> _Stored records_
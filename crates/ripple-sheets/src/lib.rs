//! # ripple-sheets
//!
//! A reactive toy spreadsheet engine: a bounded grid of cells holding
//! arithmetic expressions that may reference other cells by address,
//! with automatic recomputation on dependency change and cycle rejection
//! before commit.
//!
//! The expression grammar is deliberately restricted to integer
//! literals, cell references, addition, and parentheses; anything else
//! is rejected with a typed error.
//!
//! ## Example
//!
//! ```rust
//! use ripple_sheets::prelude::*;
//!
//! let mut sheet = Sheet::new(5, 5).unwrap();
//!
//! sheet.set("A1", "2").unwrap();
//! sheet.set("A2", "5").unwrap();
//! sheet.set("A3", "A1+A2").unwrap();
//!
//! let a3 = Address::parse("A3").unwrap();
//! assert_eq!(sheet.value(&a3), 7);
//!
//! // Changing a dependency recomputes every dependent before returning
//! sheet.set("A1", "4").unwrap();
//! assert_eq!(sheet.value(&a3), 9);
//!
//! // A reference chain back to the changed cell is rejected up front
//! assert!(sheet.set("A1", "A3").is_err());
//! assert_eq!(sheet.display(&a3), "A1+A2=9");
//! ```

pub mod prelude;
pub mod update;

// Re-export update types
pub use update::{SheetUpdateExt, UpdateStats};

// Re-export core types
pub use ripple_sheets_core::{
    Address, Cell, Error, Expression, Result, Sheet, Subject, MAX_SHEET_ROWS,
};

// Re-export the formula toolkit
pub use ripple_sheets_formula::{
    evaluate, find_cycle, parse_formula, EvaluationContext, FormulaError, FormulaExpr,
    FormulaResult,
};
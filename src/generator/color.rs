/*
color.rs

Copyright 2025 Pcpuzzle contributors

This file is part of Pcpuzzle.

Pcpuzzle is free software: you can redistribute it and/or modify it under the
terms of the GNU General Public License as published by the Free Software
Foundation, either version 3 of the License, or (at your option) any later
version.

Pcpuzzle is distributed in the hope that it will be useful, but WITHOUT ANY
WARRANTY; without even the implied warranty of MERCHANTABILITY or FITNESS FOR
A PARTICULAR PURPOSE. See the GNU General Public License for more details.

You should have received a copy of the GNU General Public License along with
Pcpuzzle. If not, see <https://www.gnu.org/licenses/>.

SPDX-License-Identifier: GPL-3.0-or-later
*/

//! Tile square colors.

use rand::Rng;
use serde::{Deserialize, Serialize};
use std::fmt;
use strum_macros::FromRepr;

/// Color of a tile square.
///
/// Colors are opaque symbols: the puzzle only compares them.
#[derive(
    Serialize, Deserialize, Debug, Copy, Clone, PartialEq, Eq, Hash, PartialOrd, Ord, FromRepr, Default,
)]
#[repr(u8)]
pub enum Color {
    #[default]
    Red,
    Green,
    Blue,
}

impl Color {
    /// Number of colors.
    pub const COUNT: u8 = 3;

    /// Draw a color uniformly at random.
    pub fn random<R: Rng + ?Sized>(rng: &mut R) -> Self {
        Color::from_repr(rng.random_range(0..Color::COUNT)).unwrap_or_default()
    }

    /// Single letter used by the text renderer.
    pub fn letter(self) -> char {
        match self {
            Color::Red => 'R',
            Color::Green => 'G',
            Color::Blue => 'B',
        }
    }

    /// Color for a letter of the text renderer.
    pub fn from_letter(letter: char) -> Option<Self> {
        match letter {
            'R' => Some(Color::Red),
            'G' => Some(Color::Green),
            'B' => Some(Color::Blue),
            _ => None,
        }
    }

    /// RGB components, for renderers that draw actual squares.
    pub fn rgb(self) -> (u8, u8, u8) {
        match self {
            Color::Red => (255, 0, 0),
            Color::Green => (0, 255, 0),
            Color::Blue => (0, 0, 255),
        }
    }
}

impl fmt::Display for Color {
    fn fmt(&self, f: &mut fmt::Formatter) -> fmt::Result {
        match self {
            Color::Red => write!(f, "RED"),
            Color::Green => write!(f, "GREEN"),
            Color::Blue => write!(f, "BLUE"),
        }
    }
}

/// Render a sequence of colors as letters, such as `RGB`.
pub fn letters(colors: &[Color]) -> String {
    colors.iter().map(|c| c.letter()).collect()
}

/// Build a tile face from its letters. Test helper.
#[cfg(test)]
pub fn face(s: &str) -> Vec<Color> {
    s.chars()
        .map(|c| Color::from_letter(c).unwrap_or_else(|| panic!("unknown color letter {c}")))
        .collect()
}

> _About this task_
Looking at the entries above, state the number of lines that contain "before" and add nothing more.

> _Solution below_
2